• Information supplied:
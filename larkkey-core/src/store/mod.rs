//! Credential storage abstraction.
//!
//! This module provides:
//! - [`Secret`] - A wrapper for sensitive values that prevents accidental logging
//! - [`CredentialStore`] - Trait for secret storage backends
//! - [`FileStore`] - Plaintext fields of the config file
//! - [`KeyringStore`] - OS keychain entries
//! - [`MemoryStore`] - In-memory implementation for testing
//! - [`CredentialVault`] - The app-secret invariants on top of those backends
//!
//! # Keychain Entry Convention
//!
//! Service name [`KEYCHAIN_SERVICE`], username `{bucket}:{kind}`, e.g.
//! `cli_a1:https://open.feishu.cn:app-secret`.
//!
//! # Example
//!
//! ```rust,ignore
//! use larkkey_core::store::{CredentialKind, CredentialStore, MemoryStore, Secret};
//! use larkkey_core::AppIdentity;
//!
//! let store = MemoryStore::new();
//! let bucket = AppIdentity::new("cli_a1", "https://open.feishu.cn").bucket();
//!
//! store.set(CredentialKind::AppSecret, &bucket, &Secret::new("s3cret")).await?;
//! let secret = store.get(CredentialKind::AppSecret, &bucket).await?;
//! assert_eq!(secret.unwrap().expose(), "s3cret");
//! ```

use async_trait::async_trait;
use serde::{Deserialize, Serialize};
use std::fmt;
use std::sync::Arc;
use thiserror::Error;
use zeroize::Zeroize;

use crate::config::{ConfigError, ConfigState};
use crate::model::{AppIdentity, Bucket, KeyringBackend};

mod file;
mod keyring;
mod memory;

pub use file::FileStore;
pub use keyring::KeyringStore;
pub use memory::MemoryStore;

/// Keychain service name shared by every entry.
pub const KEYCHAIN_SERVICE: &str = "larkkey";

/// A secret value that prevents accidental exposure in logs.
///
/// The inner value is only accessible via [`expose()`](Secret::expose).
/// Debug and Display implementations show `[REDACTED]` instead of the value,
/// and the memory is zeroed when the secret is dropped.
#[derive(Clone, Serialize, Deserialize)]
pub struct Secret(String);

impl Secret {
    /// Create a new secret from a string value.
    pub fn new(value: impl Into<String>) -> Self {
        Self(value.into())
    }

    /// Expose the secret value.
    ///
    /// Use sparingly and never log the result.
    pub fn expose(&self) -> &str {
        &self.0
    }

    pub fn is_empty(&self) -> bool {
        self.0.is_empty()
    }

    /// Masked form for display, keeping a short prefix.
    pub fn masked(&self) -> String {
        let prefix: String = self.0.chars().take(6).collect();
        if self.0.chars().count() <= 10 {
            "[REDACTED]".to_string()
        } else {
            format!("{}…[REDACTED]", prefix)
        }
    }
}

impl Drop for Secret {
    fn drop(&mut self) {
        self.0.zeroize();
    }
}

impl fmt::Debug for Secret {
    fn fmt(&self, f: &mut fmt::Formatter<'_>) -> fmt::Result {
        write!(f, "Secret([REDACTED])")
    }
}

impl fmt::Display for Secret {
    fn fmt(&self, f: &mut fmt::Formatter<'_>) -> fmt::Result {
        write!(f, "[REDACTED]")
    }
}

impl PartialEq for Secret {
    fn eq(&self, other: &Self) -> bool {
        self.0 == other.0
    }
}

impl Eq for Secret {}

/// What a stored credential is.
#[derive(Debug, Clone, Copy, PartialEq, Eq, Hash)]
pub enum CredentialKind {
    AppSecret,
    UserAccessToken,
    UserRefreshToken,
}

impl CredentialKind {
    pub fn as_str(&self) -> &'static str {
        match self {
            Self::AppSecret => "app-secret",
            Self::UserAccessToken => "user-access-token",
            Self::UserRefreshToken => "user-refresh-token",
        }
    }
}

impl fmt::Display for CredentialKind {
    fn fmt(&self, f: &mut fmt::Formatter<'_>) -> fmt::Result {
        f.write_str(self.as_str())
    }
}

/// Error type for credential store operations.
#[derive(Debug, Error)]
pub enum StoreError {
    /// The platform has no usable keychain. Never answered by a silent
    /// fallback to the file backend.
    #[error(
        "OS keychain is not available ({message}); choose the file backend explicitly \
         with `lark config set --keyring-backend file` or `--store-secret-in-config`"
    )]
    KeyringUnsupported { message: String },

    /// The storage backend encountered an error.
    #[error("credential backend error: {message}")]
    Backend { message: String },

    /// The config file backing the file store could not be written.
    #[error(transparent)]
    Config(#[from] ConfigError),
}

/// Abstraction over secret storage backends.
///
/// Implementations:
/// - [`FileStore`] - plaintext fields of the config file
/// - [`KeyringStore`] - OS keychain (with the `keyring-store` feature)
/// - [`MemoryStore`] - in-memory storage for tests
#[async_trait]
pub trait CredentialStore: Send + Sync {
    /// Short backend name for status output.
    fn name(&self) -> &'static str;

    /// Retrieve a secret. `Ok(None)` when nothing is stored.
    async fn get(&self, kind: CredentialKind, bucket: &Bucket)
    -> Result<Option<Secret>, StoreError>;

    /// Store a secret, overwriting any existing value.
    async fn set(
        &self,
        kind: CredentialKind,
        bucket: &Bucket,
        secret: &Secret,
    ) -> Result<(), StoreError>;

    /// Delete a secret. Succeeds when nothing was stored.
    async fn delete(&self, kind: CredentialKind, bucket: &Bucket) -> Result<(), StoreError>;
}

/// The resolved app id and secret.
#[derive(Debug, Clone)]
pub struct AppCredentials {
    pub identity: AppIdentity,
    pub secret: Secret,
}

/// Both backends plus the config, with the rules that tie them together.
///
/// Owns where the app secret lives and which backend holds user tokens.
#[derive(Clone)]
pub struct CredentialVault {
    state: Arc<ConfigState>,
    file: Arc<FileStore>,
    keychain: Arc<dyn CredentialStore>,
}

impl CredentialVault {
    /// Create a vault over a config and a keychain backend.
    ///
    /// Tests pass a [`MemoryStore`] as the keychain.
    pub fn new(state: Arc<ConfigState>, keychain: Arc<dyn CredentialStore>) -> Self {
        Self {
            file: Arc::new(FileStore::new(state.clone())),
            state,
            keychain,
        }
    }

    /// Vault using the OS keychain.
    pub fn with_os_keychain(state: Arc<ConfigState>) -> Self {
        Self::new(state, Arc::new(KeyringStore::new(KEYCHAIN_SERVICE)))
    }

    pub fn state(&self) -> &Arc<ConfigState> {
        &self.state
    }

    pub fn keychain(&self) -> &Arc<dyn CredentialStore> {
        &self.keychain
    }

    /// Whether user tokens belong in the keychain, chosen purely from the config.
    pub fn user_tokens_in_keychain(&self) -> bool {
        let (backend, in_keyring) = self
            .state
            .read(|c| (c.keyring_backend, c.app_secret_in_keyring));
        match backend {
            KeyringBackend::File => false,
            KeyringBackend::Keychain => true,
            KeyringBackend::Auto => in_keyring,
        }
    }

    /// Backend that holds user tokens.
    pub fn user_tokens(&self) -> Arc<dyn CredentialStore> {
        if self.user_tokens_in_keychain() {
            self.keychain.clone()
        } else {
            self.file.clone()
        }
    }

    /// The persisted app secret, from whichever location holds it.
    pub async fn app_secret(&self, bucket: &Bucket) -> Result<Option<Secret>, StoreError> {
        let (in_keyring, plain) = self
            .state
            .read(|c| (c.app_secret_in_keyring, c.app_secret.clone()));
        if in_keyring {
            return self.keychain.get(CredentialKind::AppSecret, bucket).await;
        }
        Ok((!plain.is_empty()).then(|| Secret::new(plain)))
    }

    /// Store the app secret in exactly one place.
    ///
    /// `store_in_keyring = true` writes the keychain entry and then clears the
    /// plaintext field in the same config write that sets the flag.
    /// `false` writes the plaintext field and then deletes the keychain
    /// entry. The identity (app id and base URL) is written along with it;
    /// an entry left under a previous identity is removed.
    pub async fn persist_app_secret(
        &self,
        identity: &AppIdentity,
        secret: &Secret,
        store_in_keyring: bool,
    ) -> Result<(), StoreError> {
        let bucket = identity.bucket();
        let previous = self.state.read(|c| c.identity());

        if store_in_keyring {
            self.keychain
                .set(CredentialKind::AppSecret, &bucket, secret)
                .await?;
            self.state.update(|c| {
                apply_identity(c, identity);
                c.app_secret.clear();
                c.app_secret_in_keyring = true;
            })?;
        } else {
            self.state.update(|c| {
                apply_identity(c, identity);
                c.app_secret = secret.expose().to_string();
                c.app_secret_in_keyring = false;
            })?;
            self.keychain
                .delete(CredentialKind::AppSecret, &bucket)
                .await?;
        }

        if let Some(previous) = previous.filter(|p| p != identity) {
            self.keychain
                .delete(CredentialKind::AppSecret, &previous.bucket())
                .await?;
        }

        tracing::info!(
            "Stored app secret for {} in {}",
            identity,
            if store_in_keyring { "keychain" } else { "config file" }
        );
        Ok(())
    }

    /// Remove the app secret from both locations.
    pub async fn clear_app_secret(&self) -> Result<(), StoreError> {
        if let Some(identity) = self.state.read(|c| c.identity()) {
            self.keychain
                .delete(CredentialKind::AppSecret, &identity.bucket())
                .await?;
        }
        self.state.update(|c| {
            c.app_secret.clear();
            c.app_secret_in_keyring = false;
            c.clear_tenant_cache();
        })?;
        Ok(())
    }
}

impl fmt::Debug for CredentialVault {
    fn fmt(&self, f: &mut fmt::Formatter<'_>) -> fmt::Result {
        f.debug_struct("CredentialVault")
            .field("config", &self.state.path())
            .field("keychain", &self.keychain.name())
            .finish()
    }
}

fn apply_identity(config: &mut crate::model::PersistedConfig, identity: &AppIdentity) {
    if config.app_id != identity.app_id || config.base_url() != identity.base_url {
        // A token cached for another app must not be reused.
        config.clear_tenant_cache();
    }
    config.app_id = identity.app_id.clone();
    config.base_url = identity.base_url.clone();
}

• Aim of the task:
What is needed is every line from the data above that includes the string "previous", copied out.

• Task response:
    /// an entry left under a previous identity is removed.
        let previous = self.state.read(|c| c.identity());
        if let Some(previous) = previous.filter(|p| p != identity) {
                .delete(CredentialKind::AppSecret, &previous.bucket())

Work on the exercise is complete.